◆ About this exercise:
Below are entries. Pull out all lines containing "PresenceDefinition".

◆ Material to process:
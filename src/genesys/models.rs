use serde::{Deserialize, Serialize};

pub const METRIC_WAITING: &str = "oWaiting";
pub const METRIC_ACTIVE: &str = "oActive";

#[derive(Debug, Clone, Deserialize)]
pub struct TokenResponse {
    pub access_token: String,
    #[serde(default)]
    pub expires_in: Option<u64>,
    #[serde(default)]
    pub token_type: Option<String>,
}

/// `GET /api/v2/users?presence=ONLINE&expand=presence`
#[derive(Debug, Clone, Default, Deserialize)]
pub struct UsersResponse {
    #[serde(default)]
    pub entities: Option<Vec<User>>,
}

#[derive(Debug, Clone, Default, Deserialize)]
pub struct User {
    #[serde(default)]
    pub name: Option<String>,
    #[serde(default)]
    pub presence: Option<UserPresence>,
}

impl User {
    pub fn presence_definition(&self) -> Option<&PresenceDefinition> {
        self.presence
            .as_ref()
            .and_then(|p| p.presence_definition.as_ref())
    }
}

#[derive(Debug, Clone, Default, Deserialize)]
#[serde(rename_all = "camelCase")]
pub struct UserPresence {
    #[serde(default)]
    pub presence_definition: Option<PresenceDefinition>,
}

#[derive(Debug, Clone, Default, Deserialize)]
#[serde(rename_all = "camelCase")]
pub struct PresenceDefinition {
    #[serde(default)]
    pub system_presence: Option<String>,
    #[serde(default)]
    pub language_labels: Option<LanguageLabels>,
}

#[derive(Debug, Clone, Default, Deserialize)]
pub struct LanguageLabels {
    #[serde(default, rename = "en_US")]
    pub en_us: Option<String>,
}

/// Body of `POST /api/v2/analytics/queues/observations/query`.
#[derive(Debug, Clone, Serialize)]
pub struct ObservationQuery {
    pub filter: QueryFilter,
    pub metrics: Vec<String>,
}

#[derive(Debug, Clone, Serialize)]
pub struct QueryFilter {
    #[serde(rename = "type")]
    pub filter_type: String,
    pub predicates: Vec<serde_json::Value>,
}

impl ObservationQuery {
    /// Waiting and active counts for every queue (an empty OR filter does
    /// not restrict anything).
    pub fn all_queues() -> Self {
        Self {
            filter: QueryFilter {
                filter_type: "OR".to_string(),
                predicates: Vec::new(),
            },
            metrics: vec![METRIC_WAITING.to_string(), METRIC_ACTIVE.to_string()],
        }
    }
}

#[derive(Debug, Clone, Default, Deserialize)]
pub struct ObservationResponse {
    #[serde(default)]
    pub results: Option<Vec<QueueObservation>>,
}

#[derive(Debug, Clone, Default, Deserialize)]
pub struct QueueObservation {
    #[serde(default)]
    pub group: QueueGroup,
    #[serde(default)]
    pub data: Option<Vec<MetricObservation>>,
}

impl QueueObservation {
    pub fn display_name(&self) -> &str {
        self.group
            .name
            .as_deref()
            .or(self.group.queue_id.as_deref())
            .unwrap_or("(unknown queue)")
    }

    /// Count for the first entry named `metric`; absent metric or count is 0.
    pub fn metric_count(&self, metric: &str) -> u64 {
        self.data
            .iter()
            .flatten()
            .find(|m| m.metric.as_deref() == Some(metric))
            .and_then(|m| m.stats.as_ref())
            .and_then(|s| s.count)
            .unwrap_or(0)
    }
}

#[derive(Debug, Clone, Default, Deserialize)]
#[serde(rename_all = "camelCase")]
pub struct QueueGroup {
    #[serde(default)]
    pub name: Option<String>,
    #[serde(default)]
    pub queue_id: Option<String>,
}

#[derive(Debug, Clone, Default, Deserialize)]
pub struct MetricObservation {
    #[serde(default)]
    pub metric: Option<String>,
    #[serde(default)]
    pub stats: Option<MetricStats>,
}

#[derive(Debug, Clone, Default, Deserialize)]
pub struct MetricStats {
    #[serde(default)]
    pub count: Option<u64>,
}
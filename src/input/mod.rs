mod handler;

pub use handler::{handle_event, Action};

◆ Response for this exercise:
    pub fn presence_definition(&self) -> Option<&PresenceDefinition> {
    pub presence_definition: Option<PresenceDefinition>,
pub struct PresenceDefinition {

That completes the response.